Top-level domains and nationalism

In 2010, Irina Shklovski and David M. Struthers wrote an excellent article on Kazakh national identity and its reflection through top-level domain name choices. The article is titled: Of States and Borders on the Internet: The Role of Domain Name Extensions in Expressions of Nationalism Online in Kazakhstan and the Oxford Internet Institute makes a PDF available.

The space on the internet is easily traversable and state boundaries in the form of domain extensions can be crossed with no more effort than a click of a mouse. Yet, what might such traversals of imagined state boundaries on the internet mean to the people doing the traversing? This question is especially relevant when considering people from Kazakhstan, a country where notions of statehood and nationalism are contested and are in the process of being renegotiated. Results presented here suggest that residents of Kazakhstan are acutely aware of national boundary traversals as they navigate the internet. The naming of a state-controlled space on the internet, through the use of ccTLDs, does in fact matter to the average user. Citizens of Kazakhstan often identified their activity on the internet as happening within or outside the space of the state to which they felt allegiance and attachment. We argue that naming matters for the creation of not only imagined communities online but also for individual expressions of nationalism on the internet.

Kazakhstan was previously part of the USSR.

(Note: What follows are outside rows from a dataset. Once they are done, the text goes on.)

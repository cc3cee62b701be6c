//! `package.json` handling for scaffold templates.
//!
//! Parses project manifests, merges a freshly fetched template manifest into
//! the manifest of an existing project, validates new project names, and
//! names the files a template update touches.

use regex::Regex;
use serde::{Deserialize, Serialize};
use serde_json::{Map, Value};
use std::path::Path;
use std::sync::LazyLock;

// ============================================================================
// Project layout
// ============================================================================

/// The manifest file at the root of every project and template.
pub const MANIFEST_FILE: &str = "package.json";

/// Scratch directory, relative to the project root, that `update` downloads
/// the template into.
pub const SCRATCH_DIR: &str = ".temp";

/// Files and directories copied from the template over the project on every
/// update, relative to the project root.
pub const SYNC_PATHS: &[&str] = &[
    ".eslintignore",
    ".eslintrc.js",
    ".prettierrc.js",
    ".vscode",
    "public/index.html",
];

/// Install state removed after an update so the next install starts clean.
pub const STALE_PATHS: &[&str] = &["package-lock.json", "node_modules"];

/// Manifest fields owned by the template. An update always replaces them
/// wholesale with the template's values, whatever the project had.
pub const REPLACED_FIELDS: [&str; 3] = ["scripts", "dependencies", "devDependencies"];

// ============================================================================
// Error type
// ============================================================================

/// Errors that can occur when reading, validating, or writing manifests.
#[derive(Debug, thiserror::Error)]
pub enum Error {
    #[error("malformed JSON in {path}: {source}")]
    Parse {
        path: String,
        #[source]
        source: serde_json::Error,
    },

    #[error("{path} must contain a JSON object at the top level")]
    NotAnObject { path: String },

    #[error("reading {path}: {source}")]
    Read {
        path: String,
        #[source]
        source: std::io::Error,
    },

    #[error("writing {path}: {source}")]
    Write {
        path: String,
        #[source]
        source: std::io::Error,
    },

    #[error(
        "invalid app name '{name}': it must be at least two characters, start with a letter, \
         end with a letter or digit, and contain only letters, digits, '-' and '_'"
    )]
    InvalidAppName { name: String },
}

// ============================================================================
// Manifest
// ============================================================================

/// A parsed `package.json`.
///
/// Keys keep the order they were read in, so rewriting a manifest only moves
/// the entries that actually changed.
#[derive(Debug, Clone, Default, PartialEq, Serialize, Deserialize)]
#[serde(transparent)]
pub struct Manifest(Map<String, Value>);

impl Manifest {
    /// Parse manifest text. `origin` only labels errors.
    pub fn parse(content: &str, origin: &Path) -> Result<Self, Error> {
        let parse_err = |source| Error::Parse {
            path: origin.display().to_string(),
            source,
        };
        let value: Value = serde_json::from_str(content).map_err(parse_err)?;
        if !value.is_object() {
            return Err(Error::NotAnObject {
                path: origin.display().to_string(),
            });
        }
        serde_json::from_value(value).map_err(parse_err)
    }

    /// Read and parse the manifest at `path`.
    pub fn read(path: &Path) -> Result<Self, Error> {
        let content = std::fs::read_to_string(path).map_err(|source| Error::Read {
            path: path.display().to_string(),
            source,
        })?;
        Self::parse(&content, path)
    }

    /// Write the manifest to `path` as pretty-printed JSON, replacing
    /// whatever was there. Missing parent directories are created.
    pub fn write(&self, path: &Path) -> Result<(), Error> {
        let write_err = |source| Error::Write {
            path: path.display().to_string(),
            source,
        };
        if let Some(parent) = path.parent() {
            std::fs::create_dir_all(parent).map_err(write_err)?;
        }
        std::fs::write(path, self.to_pretty_string()).map_err(write_err)
    }

    /// Render as JSON with two-space indentation and a trailing newline.
    pub fn to_pretty_string(&self) -> String {
        // Serializing a map of `Value`s cannot fail.
        let mut out = serde_json::to_string_pretty(self).unwrap_or_default();
        out.push('\n');
        out
    }

    pub fn get(&self, key: &str) -> Option<&Value> {
        self.0.get(key)
    }

    pub fn insert(&mut self, key: impl Into<String>, value: Value) -> Option<Value> {
        self.0.insert(key.into(), value)
    }

    /// The `name` field, if it is a string.
    pub fn name(&self) -> Option<&str> {
        self.get("name").and_then(Value::as_str)
    }

    /// Stamp a freshly created project: both `name` and `description`
    /// become the project name.
    pub fn rename(&mut self, project_name: &str) {
        self.insert("name", Value::String(project_name.to_string()));
        self.insert("description", Value::String(project_name.to_string()));
    }

    pub fn keys(&self) -> impl Iterator<Item = &str> {
        self.0.keys().map(String::as_str)
    }
}

impl From<Map<String, Value>> for Manifest {
    fn from(map: Map<String, Value>) -> Self {
        Manifest(map)
    }
}

// ============================================================================
// Merging
// ============================================================================

/// Result of merging a template manifest into a project manifest.
#[derive(Debug, Clone, PartialEq)]
pub enum MergeOutcome {
    /// The project already has the template's scripts and dependencies.
    UpToDate,
    /// The manifest the project should be rewritten with.
    Merged(Manifest),
}

/// True when `local` already carries the template's values for every
/// [`REPLACED_FIELDS`] entry. Values are compared structurally; object key
/// order does not matter, and a field missing on both sides matches.
pub fn is_up_to_date(local: &Manifest, remote: &Manifest) -> bool {
    REPLACED_FIELDS
        .iter()
        .all(|field| local.get(field) == remote.get(field))
}

/// Merge the template manifest `remote` into the project manifest `local`.
///
/// | field | merged value |
/// |---|---|
/// | `scripts`, `dependencies`, `devDependencies` | always `remote`'s; dropped if `remote` has none |
/// | any other key present in `local` | `local`'s |
/// | any other key only in `remote` | `remote`'s |
///
/// Keys appear in `remote`'s order, followed by keys only `local` has.
pub fn merge_manifests(local: &Manifest, remote: &Manifest) -> MergeOutcome {
    if is_up_to_date(local, remote) {
        return MergeOutcome::UpToDate;
    }

    let mut merged = remote.0.clone();
    for (key, value) in &local.0 {
        if !REPLACED_FIELDS.contains(&key.as_str()) {
            merged.insert(key.clone(), value.clone());
        }
    }

    MergeOutcome::Merged(Manifest(merged))
}

/// Merge the template manifest at `remote_path` into the project manifest at
/// `local_path`, rewriting `local_path` unless it is already up to date.
pub fn apply_template_manifest(local_path: &Path, remote_path: &Path) -> Result<MergeOutcome, Error> {
    let local = Manifest::read(local_path)?;
    let remote = Manifest::read(remote_path)?;
    let outcome = merge_manifests(&local, &remote);
    if let MergeOutcome::Merged(merged) = &outcome {
        merged.write(local_path)?;
    }
    Ok(outcome)
}

// ============================================================================
// App names
// ============================================================================

static APP_NAME: LazyLock<Regex> = LazyLock::new(|| {
    Regex::new(r"^[A-Za-z][A-Za-z0-9_-]*[A-Za-z0-9]$").expect("app name pattern is valid")
});

/// Check that `name` can be used as a project or component name.
pub fn validate_app_name(name: &str) -> Result<(), Error> {
    if APP_NAME.is_match(name) {
        Ok(())
    } else {
        Err(Error::InvalidAppName {
            name: name.to_string(),
        })
    }
}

There are several ways online spaces such as websites or other internet resources might signal their national affiliation. One such was is through the use of “country-code top-level domain names” (ccTLDs) that are in fact managed by an organization affiliated with the country in question that is the “designated manager” of second-level domain names (DNS) with the defined ccTLD (Postel 1994). The presence of a ccTLD often does not imply that the server that houses the page is in fact physically located on the territory of the country that the ccTLD denotes. However, symbolically, the webpage or an internet resource would display its national affiliation regardless of its actual physical location. We argue that the majority of internet users do not know and likely do not care where the resources they use online are physically located, but pay attention to the symbolic information embedded in the URLs as well as in the content they consume. In fact, prior research demonstrates that barring the physical locations of online resources, a direct analysis of links between sites based exclusively on their URLs indicated that most sites tend to link within a given ccTLD rather than across ccTLDs (Halavais 2000).

ccTLDs can operate as a national identity signifier, a way to entrench political borders on the web.

Although ccTLDs are the most common marker of national affiliation, they are rarely used in the US, suggesting a largely US-centric structure of generic TLD use such as .com, .net or .org (Leiner et al 2002). The lack of a country-identification for US businesses and personal sites may have been one of the drivers for the idea that the internet can be a borderless space. The use of ccTLDs is far more common in countries other than the US. We suggest that one of the reasons for this could be an attempt to carve out a national space on the internet where borders are deliniated, to clearly mark non-US territories and to provide symbolic markers for internet users.

The United States is an exception to this sort of identification. We’re the white people of the web in this way—the rarely-acknowledged default that doesn’t experience a national identification with our ccTLD because so much of the web (and our web) is US-built and US-centric.

Although much rhetoric in western countries still speaks of the one single internet that spans the world, the experience of talking about the internet in Kazakhstan begins to question this notion of a global undifferentiated online space.

Is there really a global single internet, or is there a series of differentiable internets that happen to use similar architecture and integrated infrastructure?

In Kazakhstan, many commented on the importance of both Russian and English for simply navigating online. For many young Kazakh-speaking respondents, however, use of Kazakh was an important marker of ethnic identity and a deliniation [sic] of national space online. Initially, young ethnic Kazakh activists translated interfaces of existing Western resources such as Facebook and WordPress into Kazakh by contacting the companies and offering translation services for free.

Language matters too, as a way of communicating but also self-expression.

I recommend reading the whole thing.